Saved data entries
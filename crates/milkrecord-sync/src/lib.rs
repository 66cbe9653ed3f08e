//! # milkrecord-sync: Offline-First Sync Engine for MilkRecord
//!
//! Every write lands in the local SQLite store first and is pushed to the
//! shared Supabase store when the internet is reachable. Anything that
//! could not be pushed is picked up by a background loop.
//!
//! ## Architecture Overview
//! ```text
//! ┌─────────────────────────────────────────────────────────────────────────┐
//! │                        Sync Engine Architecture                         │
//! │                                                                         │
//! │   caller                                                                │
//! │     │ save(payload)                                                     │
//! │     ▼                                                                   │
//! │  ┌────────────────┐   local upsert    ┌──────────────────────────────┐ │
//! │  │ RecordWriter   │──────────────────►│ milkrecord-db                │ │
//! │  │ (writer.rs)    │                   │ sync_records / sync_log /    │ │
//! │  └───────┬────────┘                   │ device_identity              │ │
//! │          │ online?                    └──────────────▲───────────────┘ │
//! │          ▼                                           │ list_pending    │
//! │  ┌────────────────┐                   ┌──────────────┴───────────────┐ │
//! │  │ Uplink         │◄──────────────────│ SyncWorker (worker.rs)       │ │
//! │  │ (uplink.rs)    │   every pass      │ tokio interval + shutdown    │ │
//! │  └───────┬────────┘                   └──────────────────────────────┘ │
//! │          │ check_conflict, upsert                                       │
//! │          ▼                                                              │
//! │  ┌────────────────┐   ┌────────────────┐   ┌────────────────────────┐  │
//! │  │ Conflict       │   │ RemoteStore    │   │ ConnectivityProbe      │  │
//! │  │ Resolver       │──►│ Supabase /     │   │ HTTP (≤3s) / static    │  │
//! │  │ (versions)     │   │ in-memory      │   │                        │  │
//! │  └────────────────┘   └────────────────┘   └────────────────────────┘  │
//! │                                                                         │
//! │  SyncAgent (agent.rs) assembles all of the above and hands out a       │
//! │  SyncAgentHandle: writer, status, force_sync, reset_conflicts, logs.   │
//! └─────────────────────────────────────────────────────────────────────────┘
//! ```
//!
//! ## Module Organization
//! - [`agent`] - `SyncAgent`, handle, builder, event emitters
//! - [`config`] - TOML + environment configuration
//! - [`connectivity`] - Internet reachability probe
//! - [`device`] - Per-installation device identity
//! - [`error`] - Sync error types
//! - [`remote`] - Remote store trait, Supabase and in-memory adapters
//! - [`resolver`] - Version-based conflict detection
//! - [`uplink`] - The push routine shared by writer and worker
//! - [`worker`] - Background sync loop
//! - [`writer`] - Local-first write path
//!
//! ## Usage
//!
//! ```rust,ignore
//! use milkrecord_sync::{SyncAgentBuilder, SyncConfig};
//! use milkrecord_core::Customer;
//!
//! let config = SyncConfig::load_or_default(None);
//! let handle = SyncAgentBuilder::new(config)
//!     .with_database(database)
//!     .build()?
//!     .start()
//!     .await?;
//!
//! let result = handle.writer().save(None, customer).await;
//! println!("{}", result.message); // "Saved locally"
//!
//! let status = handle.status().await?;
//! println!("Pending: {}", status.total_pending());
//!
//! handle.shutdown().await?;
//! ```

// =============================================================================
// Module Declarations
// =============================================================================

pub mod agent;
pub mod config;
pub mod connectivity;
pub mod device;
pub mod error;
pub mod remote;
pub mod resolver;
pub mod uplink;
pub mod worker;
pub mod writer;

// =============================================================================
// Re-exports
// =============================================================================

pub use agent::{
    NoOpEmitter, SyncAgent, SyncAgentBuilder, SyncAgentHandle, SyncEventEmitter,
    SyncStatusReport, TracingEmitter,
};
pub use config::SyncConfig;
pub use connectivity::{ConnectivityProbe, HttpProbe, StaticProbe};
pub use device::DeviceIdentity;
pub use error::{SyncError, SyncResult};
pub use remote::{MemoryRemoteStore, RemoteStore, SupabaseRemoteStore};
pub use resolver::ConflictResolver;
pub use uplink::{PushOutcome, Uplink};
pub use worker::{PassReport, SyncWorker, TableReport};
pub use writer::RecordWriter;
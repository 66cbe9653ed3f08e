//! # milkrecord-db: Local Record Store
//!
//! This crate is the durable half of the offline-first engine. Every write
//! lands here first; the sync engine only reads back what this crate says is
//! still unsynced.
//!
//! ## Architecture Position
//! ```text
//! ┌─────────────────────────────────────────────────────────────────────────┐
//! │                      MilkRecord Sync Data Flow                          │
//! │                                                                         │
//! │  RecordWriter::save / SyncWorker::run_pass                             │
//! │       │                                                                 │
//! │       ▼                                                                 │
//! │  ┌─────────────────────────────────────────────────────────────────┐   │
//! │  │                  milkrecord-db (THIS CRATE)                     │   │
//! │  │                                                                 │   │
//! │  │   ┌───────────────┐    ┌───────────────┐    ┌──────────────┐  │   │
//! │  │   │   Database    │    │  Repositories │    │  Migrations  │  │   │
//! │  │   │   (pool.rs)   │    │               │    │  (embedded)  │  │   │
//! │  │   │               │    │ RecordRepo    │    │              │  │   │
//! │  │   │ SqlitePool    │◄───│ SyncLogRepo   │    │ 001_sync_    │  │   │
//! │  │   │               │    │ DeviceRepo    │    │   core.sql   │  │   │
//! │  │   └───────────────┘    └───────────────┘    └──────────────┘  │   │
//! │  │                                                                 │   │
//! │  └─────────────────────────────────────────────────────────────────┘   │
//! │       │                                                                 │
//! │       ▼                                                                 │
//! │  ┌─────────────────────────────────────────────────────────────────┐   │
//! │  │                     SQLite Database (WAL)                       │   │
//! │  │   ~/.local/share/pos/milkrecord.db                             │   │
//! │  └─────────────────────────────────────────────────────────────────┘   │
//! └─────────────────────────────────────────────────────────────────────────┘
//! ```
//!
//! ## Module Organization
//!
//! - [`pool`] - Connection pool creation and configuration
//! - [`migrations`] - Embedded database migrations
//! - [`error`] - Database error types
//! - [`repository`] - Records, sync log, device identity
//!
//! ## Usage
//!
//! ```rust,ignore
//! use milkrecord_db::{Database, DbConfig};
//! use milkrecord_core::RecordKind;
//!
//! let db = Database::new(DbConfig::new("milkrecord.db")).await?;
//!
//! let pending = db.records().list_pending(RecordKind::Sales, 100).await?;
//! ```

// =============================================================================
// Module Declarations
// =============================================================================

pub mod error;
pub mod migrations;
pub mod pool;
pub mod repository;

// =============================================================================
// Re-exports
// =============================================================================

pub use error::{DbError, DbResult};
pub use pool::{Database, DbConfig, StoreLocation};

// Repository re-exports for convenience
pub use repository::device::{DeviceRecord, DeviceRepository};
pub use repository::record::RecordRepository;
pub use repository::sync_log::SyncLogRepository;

...

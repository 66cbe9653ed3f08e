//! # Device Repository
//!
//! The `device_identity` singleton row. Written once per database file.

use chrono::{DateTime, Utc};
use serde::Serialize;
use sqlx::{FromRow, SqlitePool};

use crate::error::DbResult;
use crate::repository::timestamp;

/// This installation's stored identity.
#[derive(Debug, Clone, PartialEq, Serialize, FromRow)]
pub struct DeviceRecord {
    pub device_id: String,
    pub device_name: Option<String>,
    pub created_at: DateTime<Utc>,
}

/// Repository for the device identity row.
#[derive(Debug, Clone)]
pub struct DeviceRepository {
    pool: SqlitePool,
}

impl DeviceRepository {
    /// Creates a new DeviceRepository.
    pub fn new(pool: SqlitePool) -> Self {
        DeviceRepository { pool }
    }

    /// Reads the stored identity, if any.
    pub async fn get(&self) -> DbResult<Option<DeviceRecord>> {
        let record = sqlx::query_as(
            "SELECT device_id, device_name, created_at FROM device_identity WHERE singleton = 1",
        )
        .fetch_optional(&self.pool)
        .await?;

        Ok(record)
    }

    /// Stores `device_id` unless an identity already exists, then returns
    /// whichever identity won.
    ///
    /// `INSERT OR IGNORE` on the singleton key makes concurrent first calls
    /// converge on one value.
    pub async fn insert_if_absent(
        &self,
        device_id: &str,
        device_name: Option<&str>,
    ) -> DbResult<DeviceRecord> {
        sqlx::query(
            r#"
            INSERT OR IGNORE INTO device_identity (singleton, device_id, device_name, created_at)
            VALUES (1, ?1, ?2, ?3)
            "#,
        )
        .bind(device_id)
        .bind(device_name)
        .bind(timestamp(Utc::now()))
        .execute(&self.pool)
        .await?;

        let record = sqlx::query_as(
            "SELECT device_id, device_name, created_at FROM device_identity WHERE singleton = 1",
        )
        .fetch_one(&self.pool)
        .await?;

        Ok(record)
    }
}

--

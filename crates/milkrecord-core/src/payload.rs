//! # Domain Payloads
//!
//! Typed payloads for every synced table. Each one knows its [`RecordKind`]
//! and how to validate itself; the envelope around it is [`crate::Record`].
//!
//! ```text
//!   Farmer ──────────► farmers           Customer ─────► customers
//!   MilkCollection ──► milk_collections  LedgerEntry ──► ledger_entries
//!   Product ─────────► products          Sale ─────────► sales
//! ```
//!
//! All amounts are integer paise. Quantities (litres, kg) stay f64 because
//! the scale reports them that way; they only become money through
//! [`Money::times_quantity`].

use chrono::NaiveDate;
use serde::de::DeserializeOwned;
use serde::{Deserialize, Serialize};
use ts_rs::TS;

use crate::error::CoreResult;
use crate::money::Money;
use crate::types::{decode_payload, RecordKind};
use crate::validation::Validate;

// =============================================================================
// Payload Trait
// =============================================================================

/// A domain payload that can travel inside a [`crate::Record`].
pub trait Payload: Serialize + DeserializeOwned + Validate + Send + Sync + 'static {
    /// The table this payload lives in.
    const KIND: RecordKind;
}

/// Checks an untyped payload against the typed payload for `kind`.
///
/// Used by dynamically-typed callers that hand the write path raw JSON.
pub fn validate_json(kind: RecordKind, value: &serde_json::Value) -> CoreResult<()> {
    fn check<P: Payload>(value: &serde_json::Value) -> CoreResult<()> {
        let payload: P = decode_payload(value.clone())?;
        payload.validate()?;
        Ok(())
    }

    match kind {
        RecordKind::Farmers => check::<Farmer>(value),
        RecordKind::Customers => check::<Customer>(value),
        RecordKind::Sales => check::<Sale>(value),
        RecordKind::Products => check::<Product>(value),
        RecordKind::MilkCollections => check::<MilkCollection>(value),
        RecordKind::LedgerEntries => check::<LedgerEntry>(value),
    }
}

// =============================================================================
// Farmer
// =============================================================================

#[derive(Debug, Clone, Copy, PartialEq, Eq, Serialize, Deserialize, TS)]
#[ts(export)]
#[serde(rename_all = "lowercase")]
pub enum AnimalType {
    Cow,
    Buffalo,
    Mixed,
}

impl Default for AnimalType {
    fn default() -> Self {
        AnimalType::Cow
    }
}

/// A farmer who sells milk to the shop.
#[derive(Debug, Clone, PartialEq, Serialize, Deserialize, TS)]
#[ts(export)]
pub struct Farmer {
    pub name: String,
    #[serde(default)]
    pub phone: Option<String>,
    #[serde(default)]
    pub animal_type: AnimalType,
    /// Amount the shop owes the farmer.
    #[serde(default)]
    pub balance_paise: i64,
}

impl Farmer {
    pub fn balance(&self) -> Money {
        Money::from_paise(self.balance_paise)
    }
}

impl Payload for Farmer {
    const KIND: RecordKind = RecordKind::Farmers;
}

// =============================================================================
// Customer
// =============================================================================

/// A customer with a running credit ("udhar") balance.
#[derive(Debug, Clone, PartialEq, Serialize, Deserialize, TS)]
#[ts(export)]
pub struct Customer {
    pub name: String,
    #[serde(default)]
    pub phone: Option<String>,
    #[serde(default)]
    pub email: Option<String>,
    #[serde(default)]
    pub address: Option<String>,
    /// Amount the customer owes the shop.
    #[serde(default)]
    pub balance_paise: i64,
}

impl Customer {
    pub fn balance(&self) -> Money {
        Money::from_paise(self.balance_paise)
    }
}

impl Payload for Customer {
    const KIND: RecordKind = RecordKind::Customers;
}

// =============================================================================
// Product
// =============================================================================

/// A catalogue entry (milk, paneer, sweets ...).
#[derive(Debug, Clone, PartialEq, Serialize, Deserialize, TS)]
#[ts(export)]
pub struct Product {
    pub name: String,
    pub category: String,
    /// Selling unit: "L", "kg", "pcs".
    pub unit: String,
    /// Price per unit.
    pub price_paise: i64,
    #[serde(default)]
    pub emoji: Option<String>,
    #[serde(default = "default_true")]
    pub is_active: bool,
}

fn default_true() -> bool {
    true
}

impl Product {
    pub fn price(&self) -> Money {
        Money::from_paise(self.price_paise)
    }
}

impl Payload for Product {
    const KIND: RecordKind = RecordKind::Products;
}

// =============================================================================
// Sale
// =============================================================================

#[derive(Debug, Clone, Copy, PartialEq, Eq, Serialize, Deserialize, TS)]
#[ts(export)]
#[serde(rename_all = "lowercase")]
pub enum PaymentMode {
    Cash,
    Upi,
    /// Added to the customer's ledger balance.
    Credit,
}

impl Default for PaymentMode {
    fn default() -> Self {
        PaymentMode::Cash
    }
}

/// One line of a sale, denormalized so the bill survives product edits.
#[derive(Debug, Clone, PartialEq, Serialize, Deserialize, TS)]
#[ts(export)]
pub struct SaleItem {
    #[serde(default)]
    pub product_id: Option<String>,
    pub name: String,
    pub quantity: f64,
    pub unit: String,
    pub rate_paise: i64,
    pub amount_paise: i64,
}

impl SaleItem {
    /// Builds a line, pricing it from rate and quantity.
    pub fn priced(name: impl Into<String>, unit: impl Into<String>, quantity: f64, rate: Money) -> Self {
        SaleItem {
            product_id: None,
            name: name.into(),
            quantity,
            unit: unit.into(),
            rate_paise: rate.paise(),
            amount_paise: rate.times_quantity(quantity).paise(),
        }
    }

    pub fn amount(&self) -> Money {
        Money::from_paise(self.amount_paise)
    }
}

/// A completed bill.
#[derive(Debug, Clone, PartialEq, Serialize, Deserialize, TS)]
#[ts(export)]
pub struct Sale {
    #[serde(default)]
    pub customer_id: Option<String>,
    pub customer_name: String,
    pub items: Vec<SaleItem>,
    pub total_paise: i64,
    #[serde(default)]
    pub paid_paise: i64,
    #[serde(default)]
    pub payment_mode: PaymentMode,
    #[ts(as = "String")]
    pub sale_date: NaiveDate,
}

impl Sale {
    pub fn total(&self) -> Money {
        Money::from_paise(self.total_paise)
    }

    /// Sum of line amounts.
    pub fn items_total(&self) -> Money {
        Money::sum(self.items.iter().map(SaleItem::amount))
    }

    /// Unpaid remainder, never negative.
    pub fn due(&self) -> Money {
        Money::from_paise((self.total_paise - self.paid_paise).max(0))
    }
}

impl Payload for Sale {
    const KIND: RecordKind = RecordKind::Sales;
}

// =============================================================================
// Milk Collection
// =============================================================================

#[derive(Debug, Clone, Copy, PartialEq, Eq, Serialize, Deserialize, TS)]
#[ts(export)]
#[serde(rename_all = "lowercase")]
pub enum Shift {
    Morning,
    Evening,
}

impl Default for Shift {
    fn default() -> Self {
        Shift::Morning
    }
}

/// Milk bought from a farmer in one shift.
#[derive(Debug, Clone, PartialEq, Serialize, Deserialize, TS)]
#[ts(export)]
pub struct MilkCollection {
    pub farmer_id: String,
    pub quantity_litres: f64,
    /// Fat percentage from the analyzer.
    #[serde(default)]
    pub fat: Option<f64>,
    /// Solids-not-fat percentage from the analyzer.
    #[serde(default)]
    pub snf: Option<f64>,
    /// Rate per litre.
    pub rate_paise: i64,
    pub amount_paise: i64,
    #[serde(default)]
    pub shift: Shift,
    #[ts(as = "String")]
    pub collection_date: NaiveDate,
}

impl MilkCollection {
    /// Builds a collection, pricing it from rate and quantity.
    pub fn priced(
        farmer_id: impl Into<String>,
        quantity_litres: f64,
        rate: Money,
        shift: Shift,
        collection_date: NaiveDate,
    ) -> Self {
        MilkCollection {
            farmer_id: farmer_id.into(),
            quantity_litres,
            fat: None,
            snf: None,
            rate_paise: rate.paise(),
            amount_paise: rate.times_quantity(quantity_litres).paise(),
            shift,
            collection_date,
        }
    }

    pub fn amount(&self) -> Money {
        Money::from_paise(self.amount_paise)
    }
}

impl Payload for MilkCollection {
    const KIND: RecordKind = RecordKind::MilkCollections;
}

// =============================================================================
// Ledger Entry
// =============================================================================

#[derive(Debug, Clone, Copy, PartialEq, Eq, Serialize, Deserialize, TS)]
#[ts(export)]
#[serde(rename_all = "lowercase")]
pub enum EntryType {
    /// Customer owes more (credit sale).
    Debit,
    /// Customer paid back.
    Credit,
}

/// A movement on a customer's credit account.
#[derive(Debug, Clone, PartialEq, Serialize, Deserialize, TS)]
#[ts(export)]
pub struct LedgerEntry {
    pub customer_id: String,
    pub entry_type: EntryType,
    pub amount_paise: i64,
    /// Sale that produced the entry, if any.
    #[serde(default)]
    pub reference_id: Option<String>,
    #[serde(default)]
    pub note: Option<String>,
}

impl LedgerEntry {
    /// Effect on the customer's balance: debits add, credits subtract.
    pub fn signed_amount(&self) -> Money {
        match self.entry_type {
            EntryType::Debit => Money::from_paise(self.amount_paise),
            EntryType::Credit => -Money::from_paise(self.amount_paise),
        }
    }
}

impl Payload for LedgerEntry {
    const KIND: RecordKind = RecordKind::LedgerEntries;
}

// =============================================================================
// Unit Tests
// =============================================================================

» Work instruction
Using the entries above, repeat only the lines from the one containing "filename crates/milkrecord-sync/src/lib.rs" through the one containing "pushed to the", end lines included.

» Answer below
filename crates/milkrecord-sync/src/lib.rs
repository 66cbe9653ed3f08e
//! # milkrecord-sync: Offline-First Sync Engine for MilkRecord
//!
//! Every write lands in the local SQLite store first and is pushed to the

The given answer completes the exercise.